3. The Three Main Methodologies
There are three primary approaches to applying these principles:
A. Expert Judgment / Global Introspection
- What it is: An expert (or a group of experts) reviews the case using their own knowledge and experience.
- Pros: Can incorporate deep, specialized knowledge.
- Cons: Highly subjective. Different experts may reach different conclusions based on their own biases and knowledge base. The results are often given as “Definite,” “Probable,” “Possible,” etc.
B. Algorithms
- What it is: A structured series of yes/no questions that guide the user to a causality conclusion. The most famous is the Naranjo Algorithm.
- How it works: Points are assigned based on the answers (e.g., +2 for a positive re-challenge, -1 if another cause is likely). The total score places the case in a probability category (e.g., Definite, Probable, Possible, Doubtful).
- Pros: More consistent and transparent than pure expert judgment.
- Cons: Can be rigid. Different algorithms use different questions and weightings, leading to inconsistent results between methods.
C. Bayesian (Probabilistic) Methods
- What it is: A complex mathematical approach that calculates the probability of drug causation by comparing two scenarios:
- The probability that the event occurred given the patient took the drug.
- The probability that the event occurred without the patient taking the drug.
- Pros: Very rigorous and explicit. It forces all assumptions to be quantified and shows how each piece of evidence affects the final conclusion.
- Cons: Data-intensive and requires statistical expertise. It is often impractical for routine assessment of large numbers of reports due to a lack of necessary data.
4. Comparison and Choosing a Method
- No “Gold Standard”: There is no single, universally accepted best method. Studies show that different methods often disagree on the same case.
- Most Common Factors: The most frequently used criteria across all methods are Time to Onset, Re-challenge, and De-challenge.
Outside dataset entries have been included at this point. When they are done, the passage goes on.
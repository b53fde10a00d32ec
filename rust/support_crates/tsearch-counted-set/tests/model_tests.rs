//! Randomized comparison of `CountedSet` against a `BTreeMap` model.

use std::collections::BTreeMap;

use tsearch_counted_set::CountedSet;

type Model = BTreeMap<i64, u64>;

fn model_entries(model: &Model) -> Vec<(i64, u64)> {
    model
        .iter()
        .filter(|&(_, &c)| c > 0)
        .map(|(&k, &c)| (k, c))
        .collect()
}

fn check(set: &CountedSet, model: &Model) {
    set.verify();
    let expected = model_entries(model);
    assert_eq!(set.iter().collect::<Vec<_>>(), expected);
    assert_eq!(set.len(), expected.len());

    let keys = set.sorted_keys().unwrap();
    assert_eq!(keys.len(), set.len());
    let counts: Vec<u64> = keys.iter().map(|&k| set.count_of(k)).collect();
    assert!(counts.iter().all(|&c| c > 0));
    assert!(counts.windows(2).all(|w| w[0] >= w[1]));
}

fn random_set(
    rng: &mut fastrand::Rng,
    range: std::ops::Range<i64>,
    ops: usize,
) -> (CountedSet, Model) {
    let mut set = CountedSet::new();
    let mut model = Model::new();
    for _ in 0..ops {
        let key = rng.i64(range.clone());
        if rng.u8(..10) < 8 {
            let amount = rng.u64(0..4);
            set.add_count(key, amount).unwrap();
            let entry = model.entry(key).or_default();
            *entry = entry.saturating_add(amount);
        } else {
            let live_before = set.contains(key);
            let len_before = set.len();
            set.remove(key);
            model.insert(key, 0);
            assert_eq!(set.len(), len_before - usize::from(live_before));
            assert_eq!(set.count_of(key), 0);
        }
    }
    (set, model)
}

#[test]
fn test_random_add_remove() {
    let mut rng = fastrand::Rng::with_seed(0x5eed);
    for round in 0..20 {
        let (set, model) = random_set(&mut rng, -200..200, 500 + round * 50);
        check(&set, &model);
        for key in -210..210 {
            let expected = model.get(&key).copied().unwrap_or(0);
            assert_eq!(set.count_of(key), expected, "key {key}");
            assert_eq!(set.contains(key), expected > 0, "key {key}");
        }
    }
}

#[test]
fn test_random_union() {
    let mut rng = fastrand::Rng::with_seed(17);
    for _ in 0..20 {
        let (mut a, mut model_a) = random_set(&mut rng, 0..100, 200);
        let (b, model_b) = random_set(&mut rng, 50..150, 200);
        a.union(&b).unwrap();
        for (key, count) in model_entries(&model_b) {
            let entry = model_a.entry(key).or_default();
            *entry = entry.saturating_add(count);
        }
        check(&a, &model_a);
        check(&b, &model_b);
    }
}

#[test]
fn test_random_intersect() {
    let mut rng = fastrand::Rng::with_seed(23);
    for _ in 0..20 {
        let (mut a, model_a) = random_set(&mut rng, 0..100, 200);
        let (b, model_b) = random_set(&mut rng, 50..150, 200);
        a.intersect(&b).unwrap();

        let mut expected = Model::new();
        for (key, count) in model_entries(&model_a) {
            let other = model_b.get(&key).copied().unwrap_or(0);
            if other > 0 {
                expected.insert(key, count.saturating_add(other));
            }
        }
        check(&a, &expected);
    }
}

#[test]
fn test_random_minus() {
    let mut rng = fastrand::Rng::with_seed(31);
    for _ in 0..20 {
        let (mut a, mut model_a) = random_set(&mut rng, 0..100, 200);
        let (b, model_b) = random_set(&mut rng, 50..150, 200);
        a.minus(&b);
        for (key, count) in model_entries(&model_b) {
            if let Some(entry) = model_a.get_mut(&key) {
                *entry = entry.saturating_sub(count);
            }
        }
        check(&a, &model_a);
    }
}

#[test]
fn test_random_copies_diverge() {
    let mut rng = fastrand::Rng::with_seed(47);
    let (mut original, model) = random_set(&mut rng, -50..50, 300);
    let copy = original.try_clone().unwrap();

    original.remove_all();
    original.add_count(1000, 3).unwrap();

    check(&copy, &model);
    assert_eq!(original.iter().collect::<Vec<_>>(), vec![(1000, 3)]);
}

#[test]
fn test_slots_never_reused() {
    let mut rng = fastrand::Rng::with_seed(61);
    let mut set = CountedSet::new();
    let mut distinct = std::collections::BTreeSet::new();
    for _ in 0..2000 {
        let key = rng.i64(0..300);
        if rng.bool() {
            set.add(key).unwrap();
            distinct.insert(key);
        } else {
            set.remove(key);
        }
        assert_eq!(set.node_count(), distinct.len());
        assert!(set.len() <= set.node_count());
    }
    set.verify();
}
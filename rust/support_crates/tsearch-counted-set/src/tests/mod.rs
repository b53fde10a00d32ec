
use crate::CountedSet;

pub(crate) fn set_of(entries: &[(i64, u64)]) -> CountedSet {
    let mut set = CountedSet::new();
    for &(key, count) in entries {
        set.add_count(key, count).unwrap();
    }
    set.verify();
    set
}

pub(crate) fn entries(set: &CountedSet) -> Vec<(i64, u64)> {
    set.iter().collect()
}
- How to Choose: The choice depends on the context:
- Purpose: Is it for a quick signal or a critical decision like stopping a clinical trial?
- Accuracy Needed: High-stakes decisions require more robust methods (like Bayesian).
- Volume: Regulators and companies need faster methods to handle thousands of reports.
- Who is Assessing: The training of the reviewer influences the outcome.
5. Applicability and Conclusions
- Who Uses These Methods? Drug manufacturers, regulators (like the FDA), and researchers use them throughout a drug’s life cycle.
- Value Debate: Some experts believe formal epidemiological studies are the only reliable way to assess causality and that assessing individual case reports is not valuable. Others argue that assessing single cases is crucial for identifying new safety signals early, especially when they are serious and rare.
- Key Takeaway: While imperfect, structured causality assessment provides a more consistent and transparent way to evaluate the link between a drug and an adverse event than unstructured opinion alone. It is a vital tool for protecting public health, even as the search for better methods continues.